Getting to treatment is understanding what the stage of that individual's cancer is, and that involves potential other imaging studies or even procedures. And then the stage of the cancer-- which will vary anywhere from stage 1, being the earliest stage, to stage 4, being more advanced-- will help us to know what the best treatment options are.

Another big part of the discussion that we have after a biopsy has been done and shows cancer-- how does it look under the microscope? What type of lung cancer is it? Because that will impact our treatment options.

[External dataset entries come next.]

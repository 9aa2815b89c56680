use std::collections::BTreeMap;

use serde_derive::Deserialize;
use serde_derive::Serialize;

#[derive(Clone, Debug, Default, PartialEq, Serialize, Deserialize)]
#[serde(default)]
pub struct CoverageMetric {
    pub value: f64,
    pub explanation: String,
    pub uncovered_areas: Option<String>,
}

#[derive(Clone, Debug, Default, PartialEq, Serialize, Deserialize)]
#[serde(default)]
pub struct CoverageMetrics {
    pub statement_coverage: CoverageMetric,
    pub branch_coverage: CoverageMetric,
    pub function_coverage: CoverageMetric,
    pub condition_coverage: CoverageMetric,
}

#[derive(Clone, Debug, Default, PartialEq, Serialize, Deserialize)]
#[serde(default)]
pub struct TestImprovementSuggestion {
    pub description: String,
    pub implementation_hint: String,
}

#[derive(Clone, Debug, Default, PartialEq, Serialize, Deserialize)]
#[serde(default)]
pub struct FileCoverageAnalysis {
    pub filepath: String,
    pub metrics: CoverageMetrics,
    pub uncovered_lines: Vec<u64>,
    pub uncovered_branches: Vec<String>,
    pub uncovered_functions: Vec<String>,
    pub missed_edge_cases: Vec<String>,
    pub test_improvement_suggestions: Vec<TestImprovementSuggestion>,
    pub risk_assessment: String,
}

#[derive(Clone, Debug, Default, PartialEq, Serialize, Deserialize)]
#[serde(default)]
pub struct CoverageSummary {
    pub overall_coverage: CoverageMetrics,
    pub recommendations: Vec<String>,
}

#[derive(Clone, Debug, Default, PartialEq, Serialize, Deserialize)]
#[serde(default)]
pub struct SummaryChartData {
    pub filename: String,
    pub statement_coverage: f64,
    pub branch_coverage: f64,
    pub function_coverage: f64,
    pub condition_coverage: f64,
}

#[derive(Clone, Debug, Default, PartialEq, Serialize, Deserialize)]
#[serde(default)]
pub struct Hotspot {
    pub line: u64,
    pub coverage_score: f64,
    pub description: String,
}

#[derive(Clone, Debug, Default, PartialEq, Serialize, Deserialize)]
#[serde(default)]
pub struct Heatmap {
    pub filepath: String,
    pub hotspots: Vec<Hotspot>,
}

#[derive(Clone, Debug, Default, PartialEq, Serialize, Deserialize)]
#[serde(default)]
pub struct MissedTestCasesChart {
    pub filename: String,
    pub count: u64,
    pub categories: BTreeMap<String, u64>,
}

#[derive(Clone, Debug, Default, PartialEq, Serialize, Deserialize)]
#[serde(default)]
pub struct ImprovementPotentialChart {
    pub filename: String,
    pub current_overall_coverage: f64,
    pub potential_coverage: f64,
    pub improvement_percentage: f64,
}

#[derive(Clone, Debug, Default, PartialEq, Serialize, Deserialize)]
#[serde(default)]
pub struct CoverageVisualization {
    pub summary_chart_data: Vec<SummaryChartData>,
    pub heatmap_data: Vec<Heatmap>,
    pub missed_test_cases_chart: Vec<MissedTestCasesChart>,
    pub improvement_potential_chart: Vec<ImprovementPotentialChart>,
}

#[derive(Clone, Debug, Default, PartialEq, Serialize, Deserialize)]
#[serde(default)]
pub struct CoverageAnalysisResponse {
    pub summary: CoverageSummary,
    pub files_analysis: Vec<FileCoverageAnalysis>,
    pub visualization_data: CoverageVisualization,
}
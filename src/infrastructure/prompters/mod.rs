mod fixed;
mod terminal;
mod tui;

pub use fixed::*;
pub use terminal::*;
pub use tui::*;
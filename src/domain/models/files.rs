use serde_derive::Deserialize;
use serde_derive::Serialize;

/// A workspace file as sent to the backend. `filepath` is always relative to
/// the workspace root.
#[derive(Clone, Debug, Default, PartialEq, Eq, Serialize, Deserialize)]
pub struct FileContent {
    pub filepath: String,
    pub content: String,
}

impl FileContent {
    pub fn new(filepath: &str, content: &str) -> FileContent {
        return FileContent {
            filepath: filepath.to_string(),
            content: content.to_string(),
        };
    }
}

#[derive(Clone, Debug, Default, PartialEq, Eq, Serialize, Deserialize)]
pub struct RequirementsContent {
    pub content: String,
    #[serde(skip_serializing_if = "Option::is_none")]
    pub filepath: Option<String>,
}

/// A test file produced by the backend, waiting to be written into the
/// workspace.
#[derive(Clone, Debug, Default, PartialEq, Eq, Serialize, Deserialize)]
pub struct GeneratedTest {
    pub filepath: String,
    pub content: String,
}
#[cfg(test)]
#[path = "operation_test.rs"]
mod tests;

use std::time::Duration;

use strum::EnumIter;
use strum::EnumVariantNames;
use strum::IntoEnumIterator;

/// Every remote capability of the DevExy backend that runs behind a bearer
/// token.
#[derive(Clone, Copy, Debug, PartialEq, Eq, Hash, EnumIter, EnumVariantNames, strum::Display)]
#[strum(serialize_all = "kebab-case")]
pub enum Operation {
    UnitTests,
    IntegrationTests,
    StressTests,
    Coverage,
    TestPriority,
    RequirementsAnalysis,
    RequirementsOptimization,
}

impl Operation {
    pub fn parse(text: &str) -> Option<Operation> {
        return Operation::iter().find(|e| return e.to_string() == text);
    }

    pub fn path(&self) -> &'static str {
        match self {
            Operation::UnitTests => return "/test-gen/generate-unit-tests",
            Operation::IntegrationTests => return "/test-gen/generate-integration-tests",
            Operation::StressTests => return "/test-gen/generate-stress-tests",
            Operation::Coverage => return "/test-gen/analyze-coverage",
            Operation::TestPriority => return "/test-gen/analyze-test-priority",
            Operation::RequirementsAnalysis => return "/requirements/analyze",
            Operation::RequirementsOptimization => return "/requirements/optimize",
        }
    }

    pub fn default_timeout(&self) -> Duration {
        let secs = match self {
            Operation::UnitTests => 120,
            Operation::IntegrationTests => 180,
            Operation::StressTests => 240,
            Operation::Coverage
            | Operation::TestPriority
            | Operation::RequirementsAnalysis
            | Operation::RequirementsOptimization => 60,
        };

        return Duration::from_secs(secs);
    }

    pub fn is_generation(&self) -> bool {
        return matches!(
            self,
            Operation::UnitTests | Operation::IntegrationTests | Operation::StressTests
        );
    }

    /// Generation runs for minutes, so its cosmetic progress moves slower.
    pub fn progress_interval(&self) -> Duration {
        if self.is_generation() {
            return Duration::from_secs(5);
        }

        return Duration::from_secs(2);
    }

    /// Name used in every user facing message about this operation.
    pub fn label(&self) -> &'static str {
        match self {
            Operation::UnitTests => return "Test generation",
            Operation::IntegrationTests => return "Integration test generation",
            Operation::StressTests => return "Stress test generation",
            Operation::Coverage => return "Coverage analysis",
            Operation::TestPriority => return "Test priority analysis",
            Operation::RequirementsAnalysis => return "Requirements analysis",
            Operation::RequirementsOptimization => return "Requirements optimization",
        }
    }

    pub fn preparing_message(&self) -> &'static str {
        match self {
            Operation::UnitTests => return "Preparing files...",
            Operation::IntegrationTests => {
                return "Preparing files for integration test generation..."
            }
            Operation::StressTests => return "Preparing files for stress test generation...",
            Operation::Coverage => return "Preparing files for coverage analysis...",
            Operation::TestPriority => return "Preparing files for test priority analysis...",
            Operation::RequirementsAnalysis => {
                return "Preparing files for requirements analysis..."
            }
            Operation::RequirementsOptimization => {
                return "Preparing files for requirements optimization..."
            }
        }
    }

    pub fn running_message(&self) -> &'static str {
        match self {
            Operation::UnitTests => return "Generating tests...",
            Operation::IntegrationTests => return "Generating integration tests...",
            Operation::StressTests => return "Generating stress tests...",
            Operation::Coverage => return "Analyzing code coverage...",
            Operation::TestPriority => return "Analyzing test priorities and risks...",
            Operation::RequirementsAnalysis => return "Analyzing requirements...",
            Operation::RequirementsOptimization => return "Optimizing requirements...",
        }
    }

    pub fn processing_message(&self) -> &'static str {
        match self {
            Operation::UnitTests => return "Processing results...",
            Operation::IntegrationTests => return "Processing integration test results...",
            Operation::StressTests => return "Processing stress test results...",
            Operation::Coverage => return "Processing coverage analysis results...",
            Operation::TestPriority => return "Processing test priority analysis results...",
            Operation::RequirementsAnalysis => {
                return "Processing requirements analysis results..."
            }
            Operation::RequirementsOptimization => {
                return "Processing requirements optimization results..."
            }
        }
    }

    /// Canned phases shown while the request is in flight. They are not tied
    /// to real backend progress.
    pub fn progress_messages(&self) -> &'static [&'static str] {
        match self {
            Operation::UnitTests => {
                return &[
                    "Analyzing code structure...",
                    "Identifying testable components...",
                    "Designing test cases...",
                    "Generating test code...",
                    "Still working on tests...",
                    "This is taking longer than expected, but still working...",
                    "Finalizing test generation...",
                    "Almost there...",
                ]
            }
            Operation::IntegrationTests => {
                return &[
                    "Analyzing module interactions...",
                    "Identifying integration points...",
                    "Designing integration test scenarios...",
                    "Generating integration test code...",
                    "Still working on tests...",
                    "This is taking longer than expected, but still working...",
                    "Finalizing integration test generation...",
                    "Almost there...",
                ]
            }
            Operation::StressTests => {
                return &[
                    "Analyzing code for performance bottlenecks...",
                    "Identifying critical endpoints for stress testing...",
                    "Designing load test scenarios...",
                    "Creating concurrency test patterns...",
                    "Generating stress test code...",
                    "Still working on tests...",
                    "This is taking longer than expected, but still working...",
                    "Finalizing stress test generation...",
                    "Almost there...",
                ]
            }
            Operation::Coverage => {
                return &[
                    "Analyzing source and test files...",
                    "Calculating coverage metrics...",
                    "Identifying uncovered areas...",
                    "Generating coverage report...",
                    "Creating visualization data...",
                    "Finalizing analysis results...",
                ]
            }
            Operation::TestPriority => {
                return &[
                    "Analyzing source and test files...",
                    "Evaluating test case priorities...",
                    "Identifying security vulnerabilities...",
                    "Assessing risk factors...",
                    "Generating risk assessment report...",
                    "Finalizing priority analysis...",
                ]
            }
            Operation::RequirementsAnalysis => {
                return &[
                    "Analyzing requirements file...",
                    "Evaluating dependencies...",
                    "Calculating memory impact...",
                    "Assessing performance impact...",
                    "Checking for security issues...",
                    "Generating visualization data...",
                    "Finalizing analysis results...",
                ]
            }
            Operation::RequirementsOptimization => {
                return &[
                    "Analyzing requirements file...",
                    "Evaluating optimization opportunities...",
                    "Finding alternative packages...",
                    "Checking for unused dependencies...",
                    "Optimizing package versions...",
                    "Generating optimized requirements file...",
                    "Finalizing optimization...",
                ]
            }
        }
    }

    pub fn timeout_message(&self) -> String {
        return format!(
            "The {} request timed out. Try with fewer or smaller files.",
            self.label().to_lowercase()
        );
    }

    pub fn network_message(&self) -> String {
        return format!(
            "{} request failed. Please check your connection and try again.",
            self.label()
        );
    }

    pub fn backend_message(&self, detail: &str) -> String {
        return format!("{} failed: {detail}", self.label());
    }
}

/// The kinds of tests the generate panel can ask for.
#[derive(Clone, Copy, Debug, Default, PartialEq, Eq, EnumIter, strum::Display)]
#[strum(serialize_all = "lowercase")]
pub enum TestType {
    #[default]
    Unit,
    Integration,
    Stress,
}

impl TestType {
    pub fn operation(&self) -> Operation {
        match self {
            TestType::Unit => return Operation::UnitTests,
            TestType::Integration => return Operation::IntegrationTests,
            TestType::Stress => return Operation::StressTests,
        }
    }

    /// Fixed instructions sent as the request description.
    pub fn description(&self) -> &'static str {
        match self {
            TestType::Unit => {
                return "Generate comprehensive unit tests following best practices: use proper assertions, test edge cases, include setup/teardown if needed, use mocks for dependencies, ensure high test coverage, and follow naming conventions."
            }
            TestType::Integration => {
                return "Generate comprehensive integration tests that validate the interaction between components, services and APIs. Include setup/teardown for test environments, mock external dependencies when necessary, and ensure proper error handling is tested."
            }
            TestType::Stress => {
                return "Generate stress tests to validate the system's performance under high load, including load testing, scalability testing, and identifying bottlenecks under various concurrency levels."
            }
        }
    }

    pub fn next(&self) -> TestType {
        match self {
            TestType::Unit => return TestType::Integration,
            TestType::Integration => return TestType::Stress,
            TestType::Stress => return TestType::Unit,
        }
    }
}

The two major types of lung cancer are non-small cell lung cancer, which accounts for over 80% of lung cancer diagnoses, and then the other group is called small cell lung cancer. And they look different under the microscope, and they also can be different in the way that they grow and spread. Those are some things we have to consider.

Treatment options within no-small cell lung cancer-- basically everything in terms of cancer treatment can be on the table for those patients, which could range from surgery-- more focused or what we call local treatment-- to drug therapies. Drug therapies go throughout the body, which could be chemotherapy for cancer, but also other drugs like immune therapies as well as other treatments that we call targeted therapies. And then another treatment would be radiation treatments, which are more focused treatments to one area.

Those are three treatments that we sometimes use alone or in combination with each other. Again, the stage will really lead us down the road to making the best recommendation for those treatments. It's a life-changing diagnosis. Their lives-- their family lives aren't going to be the same after diagnosis of lung cancer. And those initial discussions are just the first steps in the journey.